In reply to: Andrey Borodin (#6)
Re: [WiP] B-tree page merge during vacuum to reduce index bloat

Hello,

On Sun, Aug 31, 2025 at 4:16 PM Andrey Borodin <x4mmm@yandex-team.ru> wrote:

On 29 Aug 2025, at 13:39, Andrey Borodin <x4mmm@yandex-team.ru> wrote:

What if we just abort a scan, that stepped on the page where tuples were
moved out?

...

What do you think?

We have a database on which we have bulk insertions and deletions of
significant parts of the table.

btree- and gist-bloat becomes a significant issue there so much that we
have to resort to making ad-hoc cron-like solutions[1]. REINDEX
CONCURRENTLY also sometimes crashes due to memory pressure leaving
half-dead indexes behind which we have to clean up and keep reindexing
until success. [2]

Anything that improves the situation and makes Postgres handle this
automatically would improve the experience significantly.

Regarding locks: I think that baseline to compare to here is "what would
happen if I had to REINDEX instead" and that is EXCLUSIVE LOCK at some
point.
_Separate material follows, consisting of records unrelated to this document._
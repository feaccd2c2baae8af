use crate::constants::DIALOG_TITLE_DEBUG_LOGS;
use crate::logger::Logger;
use crate::ui::layout::LayoutManager;
use ratatui::{
    layout::{Alignment, Rect},
    style::{Color, Style},
    widgets::{Block, Borders, Clear, Paragraph, Scrollbar, ScrollbarOrientation, ScrollbarState},
    Frame,
};

/// Overlay listing the in-memory log buffer, newest first.
pub fn render_logs_dialog(
    f: &mut Frame,
    area: Rect,
    logger: &Logger,
    scroll_offset: usize,
    scrollbar_state: &mut ScrollbarState,
) {
    let logs_area = LayoutManager::centered_rect(90, 90, area);
    f.render_widget(Clear, logs_area);

    let logs = logger.get_logs();
    let lines: Vec<&str> = if logs.is_empty() {
        vec!["No logs yet"]
    } else {
        logs.iter().map(String::as_str).collect()
    };
    let total_lines = lines.len();
    let visible_height = usize::from(logs_area.height.saturating_sub(2));

    let max_scroll = total_lines.saturating_sub(visible_height);
    let clamped_offset = scroll_offset.min(max_scroll);

    *scrollbar_state = scrollbar_state
        .content_length(total_lines)
        .viewport_content_length(visible_height)
        .position(clamped_offset);

    let visible = lines
        .iter()
        .skip(clamped_offset)
        .take(visible_height)
        .copied()
        .collect::<Vec<_>>()
        .join("\n");

    let paragraph = Paragraph::new(visible)
        .block(
            Block::default()
                .borders(Borders::ALL)
                .title(DIALOG_TITLE_DEBUG_LOGS)
                .title_alignment(Alignment::Center),
        )
        .style(Style::default().fg(Color::White));
    f.render_widget(paragraph, logs_area);

    if total_lines > visible_height {
        let scrollbar = Scrollbar::new(ScrollbarOrientation::VerticalRight)
            .begin_symbol(Some("↑"))
            .end_symbol(Some("↓"))
            .track_symbol(Some("│"))
            .thumb_symbol("▐")
            .style(Style::default().fg(Color::Gray))
            .thumb_style(Style::default().fg(Color::White));
        f.render_stateful_widget(scrollbar, logs_area, scrollbar_state);
    }
}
I'd set that as a baseline for the endeavour. I think it may
dramatically simplify correctness checks for the first iterations and
relieve the pain for most of the cases.

A similar mechanic for GiST will also be helpful.

1.
https://github.com/konturio/insights-db/blob/main/scripts/reindex-bloated-btrees.sh
2.
https://github.com/konturio/insights-db/blob/main/scripts/drop_invalid_indexes.sql

#8Matthias van de Meent
boekewurm+postgres@gmail.com
In reply to: Andrey Borodin (#6)
Re: [WiP] B-tree page merge during vacuum to reduce index bloat

On Sun, 31 Aug 2025 at 14:15, Andrey Borodin <x4mmm@yandex-team.ru> wrote:

On 29 Aug 2025, at 13:39, Andrey Borodin <x4mmm@yandex-team.ru> wrote:

I think to establish baseline for locking correctness we are going to start from writing index scan tests, that fail with proposed merge patch and pass on current HEAD. I want to observe that forward scan is showing duplicates and backward scan misses tuples.
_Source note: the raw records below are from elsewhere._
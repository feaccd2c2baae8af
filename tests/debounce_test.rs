mod common;

use common::{char_key, context, dispatched, key, EmptyCatalog, ScriptedRunner};
use crossterm::event::KeyCode;
use helmtui::helm::{HelmCommand, Payload};
use helmtui::ui::core::actions::{self, Action, Effect, Operation, Outcome};
use helmtui::ui::core::{Component, TaskManager};
use helmtui::ui::tabs::releases::{ReleaseWizard, Target, INSTALL_CHART};
use helmtui::ui::tabs::ReleasesTab;
use std::sync::Arc;
use std::time::Duration;
use tokio::time::{sleep, Instant};

const CHART_SEARCH: &str = "search repo ngi --output json";

fn chart_suggestion() -> Target {
    Target::Suggestion {
        wizard: ReleaseWizard::Install,
        step: INSTALL_CHART,
    }
}

/// Install wizard open on the chart step.
fn on_chart_step(tab: &mut ReleasesTab) {
    tab.handle_key_events(char_key('i'));
    tab.handle_key_events(char_key('w'));
    tab.handle_key_events(key(KeyCode::Enter));
    assert_eq!(tab.install_wizard().current(), INSTALL_CHART);
}

fn schedule_all(task_manager: &mut TaskManager, effects: Vec<Effect>) {
    for effect in effects {
        match effect {
            Effect::Schedule { target, tag, delay } => {
                task_manager.schedule(target, tag, delay);
            }
            Effect::Dispatch(request) => {
                task_manager.dispatch(request);
            }
            other => panic!("unexpected effect {:?}", other),
        }
    }
}

fn schedule_tag(effects: &[Effect]) -> u64 {
    match effects {
        [Effect::Schedule { tag, .. }] => *tag,
        other => panic!("expected one schedule, got {:?}", other),
    }
}

#[tokio::test(start_paused = true)]
async fn test_burst_of_keystrokes_issues_one_lookup() {
    let (_dir, ctx) = context();
    let runner = ScriptedRunner::new();
    runner.respond(
        CHART_SEARCH,
        r#"[{"name":"bitnami/nginx","version":"15.0.0","app_version":"1.25","description":"NGINX"}]"#,
    );
    let (mut task_manager, mut rx) = TaskManager::new(runner.clone(), Arc::new(EmptyCatalog));
    let mut tab = ReleasesTab::new(&ctx);
    on_chart_step(&mut tab);

    let start = Instant::now();
    let effects = tab.handle_key_events(char_key('n'));
    schedule_all(&mut task_manager, effects);
    sleep(Duration::from_millis(100)).await;
    let effects = tab.handle_key_events(char_key('g'));
    schedule_all(&mut task_manager, effects);
    sleep(Duration::from_millis(50)).await;
    let effects = tab.handle_key_events(char_key('i'));
    schedule_all(&mut task_manager, effects);

    // By 640 ms the triggers from 0 and 100 ms have fired, both stale
    sleep(Duration::from_millis(490)).await;
    let mut stale = 0;
    while let Ok(action) = rx.try_recv() {
        let Action::DebounceElapsed {
            target: actions::Target::Releases(target),
            tag,
        } = action
        else {
            panic!("unexpected action");
        };
        assert!(tab.on_debounce(target, tag).is_empty());
        stale += 1;
    }
    assert_eq!(stale, 2);
    assert!(runner.calls().is_empty());

    let Some(Action::DebounceElapsed {
        target: actions::Target::Releases(target),
        tag,
    }) = rx.recv().await
    else {
        panic!("expected the last trigger");
    };
    let elapsed = start.elapsed();
    assert!(elapsed >= Duration::from_millis(650), "fired after {:?}", elapsed);
    assert!(elapsed < Duration::from_millis(660), "fired after {:?}", elapsed);

    let effects = tab.on_debounce(target, tag);
    let requests = dispatched(&effects);
    assert_eq!(requests.len(), 1);
    assert_eq!(
        requests[0].operation,
        Operation::Helm(HelmCommand::SearchCharts {
            query: "ngi".to_string()
        })
    );
    schedule_all(&mut task_manager, effects);

    let Some(Action::Completed(Outcome {
        target: actions::Target::Releases(target),
        tag,
        result,
    })) = rx.recv().await
    else {
        panic!("expected the lookup outcome");
    };
    tab.apply(target, tag, result);

    assert_eq!(runner.calls_matching(CHART_SEARCH), 1);
    assert_eq!(runner.calls().len(), 1);
    let input = tab.install_wizard().input(INSTALL_CHART).unwrap();
    assert_eq!(input.suggestions(), ["bitnami/nginx".to_string()]);
}

#[test]
fn test_suggestions_for_an_older_value_are_discarded() {
    let (_dir, ctx) = context();
    let mut tab = ReleasesTab::new(&ctx);
    on_chart_step(&mut tab);

    tab.handle_key_events(char_key('n'));
    let tag = schedule_tag(&tab.handle_key_events(char_key('g')));
    let lookup = dispatched(&tab.on_debounce(chart_suggestion(), tag));
    assert_eq!(lookup[0].tag, tag);

    // Typing again before the result arrives
    tab.handle_key_events(char_key('i'));
    tab.apply(
        chart_suggestion(),
        tag,
        Ok(Payload::Suggestions(vec!["bitnami/nginx".to_string()])),
    );
    assert!(tab.install_wizard().input(INSTALL_CHART).unwrap().suggestions().is_empty());
}

#[test]
fn test_trigger_for_a_blurred_input_is_ignored() {
    let (_dir, ctx) = context();
    let mut tab = ReleasesTab::new(&ctx);
    on_chart_step(&mut tab);

    let tag = schedule_tag(&tab.handle_key_events(char_key('n')));
    tab.handle_key_events(key(KeyCode::Enter));
    assert!(tab.on_debounce(chart_suggestion(), tag).is_empty());
}

#[test]
fn test_version_lookup_uses_the_chart_value() {
    let (_dir, ctx) = context();
    let mut tab = ReleasesTab::new(&ctx);
    on_chart_step(&mut tab);
    for c in "bitnami/nginx".chars() {
        tab.handle_key_events(char_key(c));
    }
    tab.handle_key_events(key(KeyCode::Enter));

    let step = INSTALL_CHART + 1;
    let tag = schedule_tag(&tab.handle_key_events(char_key('1')));
    let requests = dispatched(&tab.on_debounce(
        Target::Suggestion {
            wizard: ReleaseWizard::Install,
            step,
        },
        tag,
    ));
    assert_eq!(
        requests[0].operation,
        Operation::Helm(HelmCommand::SearchVersions {
            chart: "bitnami/nginx".to_string()
        })
    );
}

#[test]
fn test_clearing_the_chart_query_skips_the_lookup() {
    let (_dir, ctx) = context();
    let mut tab = ReleasesTab::new(&ctx);
    on_chart_step(&mut tab);

    tab.handle_key_events(char_key('n'));
    let tag = schedule_tag(&tab.handle_key_events(key(KeyCode::Backspace)));
    assert!(tab.on_debounce(chart_suggestion(), tag).is_empty());
}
Well, that was unexpectedly easy. See patch 0001. It brings a test where we create sparse tree, and injection point that will wait on a scan stepping into some middle leaf page.
Then the test invokes vacuum. There are ~35 leaf pages, most of them will be merged into just a few pages.
As expected, both scans produce incorrect results.
t/008_btree_merge_scan_correctness.pl .. 1/?
# Failed test 'Forward scan returns correct count'
# at t/008_btree_merge_scan_correctness.pl line 132.
# got: '364'
# expected: '250'

# Failed test 'Backward scan returns correct count'
# at t/008_btree_merge_scan_correctness.pl line 133.
# got: '142'
# expected: '250'
# Looks like you failed 2 tests of 2.

From that we will try to design locking that does not affect performance significantly, but allows to merge pages. Perhaps, we can design a way to switch new index scans to "safe mode" during index vacuum and waiting for existing scans to complete.

What if we just abort a scan, that stepped on the page where tuples were moved out?
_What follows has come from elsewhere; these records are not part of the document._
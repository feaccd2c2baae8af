//! helmtui - A Terminal User Interface (TUI) for helm
//!
//! This library drives the `helm` command line and the Artifact Hub catalog
//! from a tabbed terminal interface built with Ratatui: installed releases,
//! chart repositories, catalog search and plugins.
//!
//! # Modules
//!
//! The library is organized into several key modules:
//!
//! * [`catalog`] - Artifact Hub client
//! * [`config`] - Application configuration management
//! * [`helm`] - helm invocations, output parsing and the error taxonomy
//! * [`logger`] - In-memory and file logging
//! * [`ui`] - Terminal user interface components
//! * [`workspace`] - Working directory for values files

/// Artifact Hub catalog client
pub mod catalog;

/// Configuration module for managing application settings
pub mod config;

/// Application constants and default values
pub mod constants;

/// helm command model, runner and output parsing
pub mod helm;

/// Logging utilities for debugging and error tracking
pub mod logger;

/// Terminal user interface components and rendering
pub mod ui;

/// Working directory under the home directory
pub mod workspace;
I don't think that's viable nor valid. We can't let vacuum processes
abort active scans; it'd go against the principles of vacuum being a
background process; and it'd be a recipe for disaster when it triggers
in catalog scans. It'd probably also fail to detect the case where a
non-backward index scan's just-accessed data was merged to the right,
onto the page that the scan will access next (or, a backward scan's
just-accessed data merged to the left).

I think the issue isn't _just_ what to do when we detect that a page
was merged (it's relatively easy to keep track of what data was
present on a merged-now-empty page), but rather how we detect that
pages got merged, and how we then work to return to a valid scan
position.
Preferably, we'd have a way that guarantees that a scan can not fail
to notice that a keyspace with live tuples was concurrently merged
onto a page, what keyspace this was, and whether that change was
relevant to the currently active index scan; all whilst still obeying
the other nbtree invariants that scans currently rely on.

I've prototype this approach, please see patch 0002. Maybe in future we will improve locking protocol if we will observe high error rates.
Unfortunately, this approach leads to default mergefactor 0 instead of 5%.

What do you think? Should we add this to CF or the idea is too wild for a review?

Aborting queries to be able to merge pages is not a viable approach;
-1 on that. It would make running VACUUM concurrently with other
workloads unsafe, and that's not acceptable.

Kind regards,

Matthias van de Meent
Databricks (https://databricks.com)